Lo spettacolo al fine terminò e l’improbabile brigata si spostò nei propri alloggiamenti di Marzamemi. Il gruppo messo insieme dal nostro Dip comprendeva il paraninfo Piccione, la leggiadra Provvidenza con la sua amica Tanina e due allegre comari catanesi, ribattezzate Cip e Ciop. Vi erano varie stanze nella casa di Dip, e gli ospiti cominciarono ad accomodarsi. La nostra calabresella, immaginando una notte di passione, pensò che gli venisse data una camera comoda all’uso. Invece quel minchia la fece accomodare in una stanza con i letti a castello! E per giunta sistemata con Piccione. Il nostro incomprensibile protagonista scelse invece di dormire nell’ampio soggiorno cucina, con la scusa che, professandosi monsù, si sarebbe dovuto alzare presto per preparare la colazione. Lei non ci poteva credere.
Non parliamo poi di come la prese per il culo la sua amica Tanina.

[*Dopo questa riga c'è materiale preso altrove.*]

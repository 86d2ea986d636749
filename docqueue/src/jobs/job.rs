//! The job trait and job identifiers.

use super::{JobContext, JobResult};
use async_trait::async_trait;
use serde::de::DeserializeOwned;
use serde::{Deserialize, Serialize};
use serde_json::{Map, Value};
use std::fmt;
use uuid::Uuid;

/// Identifier of a job record, kept exactly as stored in `_id`.
///
/// Freshly generated ids are UUID v4 in simple form (32 lowercase hex digits),
/// but ids read back from the store are never reinterpreted: a record must be
/// completed under the same `_id` it was claimed with.
#[derive(Debug, Clone, PartialEq, Eq, Hash, PartialOrd, Ord, Serialize, Deserialize)]
#[serde(transparent)]
pub struct JobId(String);

impl JobId {
    /// Generate a fresh random id.
    #[must_use]
    pub fn new() -> Self {
        Self(Uuid::new_v4().simple().to_string())
    }

    /// Borrow the raw id.
    #[must_use]
    pub fn as_str(&self) -> &str {
        &self.0
    }
}

impl Default for JobId {
    fn default() -> Self {
        Self::new()
    }
}

impl fmt::Display for JobId {
    fn fmt(&self, f: &mut fmt::Formatter<'_>) -> fmt::Result {
        f.write_str(&self.0)
    }
}

impl From<String> for JobId {
    fn from(id: String) -> Self {
        Self(id)
    }
}

impl From<&str> for JobId {
    fn from(id: &str) -> Self {
        Self(id.to_string())
    }
}

impl From<JobId> for String {
    fn from(id: JobId) -> Self {
        id.0
    }
}

/// A unit of work that can be stored as a payload and executed by any worker.
///
/// The job value itself is the payload: it is serialized at enqueue time and
/// deserialized by whichever worker claims it, so everything the job needs
/// must live in its fields.
///
/// # Example
///
/// ```rust
/// use docqueue::jobs::{Job, JobContext, JobResult};
/// use async_trait::async_trait;
/// use serde::{Deserialize, Serialize};
///
/// #[derive(Debug, Clone, Serialize, Deserialize)]
/// struct Square {
///     n: i64,
/// }
///
/// #[async_trait]
/// impl Job for Square {
///     type Output = i64;
///
///     async fn execute(&self, _ctx: &JobContext) -> JobResult<i64> {
///         Ok(self.n * self.n)
///     }
/// }
/// ```
#[async_trait]
pub trait Job: Serialize + DeserializeOwned + Send + Sync + 'static {
    /// Result produced by the job.
    ///
    /// Objects are merged into the completed record field by field; any other
    /// value is stored under `result`.
    type Output: Serialize + Send;

    /// Run the job. May block for as long as it needs.
    async fn execute(&self, ctx: &JobContext) -> JobResult<Self::Output>;

    /// Parameters copied into the record once the payload is decoded.
    fn parameters(&self) -> Map<String, Value> {
        Map::new()
    }

    /// Name used in logs.
    fn job_type(&self) -> &'static str {
        std::any::type_name::<Self>()
    }
}

#[cfg(test)]
mod tests {
    use super::*;
    use proptest::prelude::*;
    use std::collections::HashSet;

    #[test]
    fn test_job_id_is_simple_hex() {
        let text = JobId::new().to_string();
        assert_eq!(text.len(), 32);
        assert!(text.chars().all(|c| c.is_ascii_hexdigit() && !c.is_ascii_uppercase()));
    }

    #[test]
    fn test_job_id_serde_is_verbatim() {
        for raw in ["0a1b2c3d-0000-4000-8000-000000000001", "0A1B2C3D000040008000000000000001", "design"] {
            let id: JobId = serde_json::from_value(Value::from(raw)).unwrap();
            assert_eq!(id.as_str(), raw);
            assert_eq!(serde_json::to_value(&id).unwrap(), Value::from(raw));
        }
    }

    proptest! {
        #[test]
        fn prop_generated_ids_do_not_collide(count in 1usize..2000) {
            let ids: HashSet<String> = (0..count).map(|_| JobId::new().to_string()).collect();
            prop_assert_eq!(ids.len(), count);
        }
    }
}
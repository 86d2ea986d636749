//! Shared fixtures for integration tests.

#![allow(dead_code)]

use docqueue::jobs::testing::TestJob;
use docqueue::jobs::{ClaimerConfig, Enqueuer, Extensions};
use docqueue::store::{Document, DocumentStore, MemoryStore};
use std::sync::Arc;
use std::time::Duration;

/// Worker configuration that never sleeps.
pub fn fast_worker() -> ClaimerConfig {
    ClaimerConfig {
        page_size: 16,
        empty_poll_backoff: Duration::ZERO,
        ..ClaimerConfig::default()
    }
}

/// Store pre-populated with `count` succeeding test jobs under `run`.
pub async fn populated(tag: &str, run: &str, count: u64) -> Arc<MemoryStore> {
    let store = Arc::new(MemoryStore::new());
    Enqueuer::new(store.clone())
        .populate(run, TestJob::batch(tag, count), &Extensions::new())
        .await
        .unwrap();
    store
}

/// Every non-design document in the store.
pub fn job_documents(store: &MemoryStore) -> Vec<Document> {
    store
        .documents()
        .into_iter()
        .filter(|doc| !doc.is_design())
        .collect()
}

/// Number of job records in `state`.
pub fn count_in_state(store: &MemoryStore, state: &str) -> usize {
    job_documents(store)
        .iter()
        .filter(|doc| doc.get_str("state") == Some(state))
        .count()
}

/// Insert plain documents with the given ids.
pub async fn insert_plain(store: &dyn DocumentStore, ids: impl IntoIterator<Item = String>) {
    for id in ids {
        store.put(Document::new(id)).await.unwrap();
    }
}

Come si può immaginare Tanina aveva dei costumi più facili della virtuosa Provvidenza. A tarda notte la nostra coppia sconclusionata si diede un casto saluto, con un bacio sfiorato ed incerto. Lei la bionda Calabria non riuscì ad addormentarsi, si rigirava nel suo lettino senza pace. “Non può finir così” pensò. “questo stronzo si sta’ ribordando”.
Decise di prendere l’iniziativa e intabarrata, a causa dell’umidità, in un virgineo pigiama antistupro scivolò di soppiatto nel soggiorno dove dovevasi trovare il nostro decantato sciupafemmine. Non lo trovò, anzi cominciò a sentire dalla camera di Cip e Ciop, le minute etnee, risa e Sollazzi. Vuoi vedere!!!
Così era! il losco figuro dopo un po’, con aria scanzonata uscì da quella stanza. lei avvolta in una sciarpa ed ormai congelata lo aspettava su un divano di legno e corda che sembrava il letto di un fachiro. lo guardò e nonostante le moine ed i tentativi di rabbonirla decise. “Non gliela darò mai! Né la virtù nè la mastercard!”
Dip la prese bene tutto sommato. Non era la prima volta che gli finiva in bianco. Sbagliava sempre per troppe aspettative, per film mentali, per incapacità di leggere tra le parole che le donne ti dicono. Era il perfetto soggetto che rappresentava l’incomunicabilità tra i sessi. Le ascoltava, mischino, ma non capiva.
Mentre quel paramecio di Piccione ancora dormiva lui si mise al lavoro erano già le sei.
Cominciò a pelare l’aglio per la pasta con i tenerumi. Almeno quella la sapeva fare.
Ed i tenerumi erano il giusto palliativo per un uomo in cerca di tenerezza.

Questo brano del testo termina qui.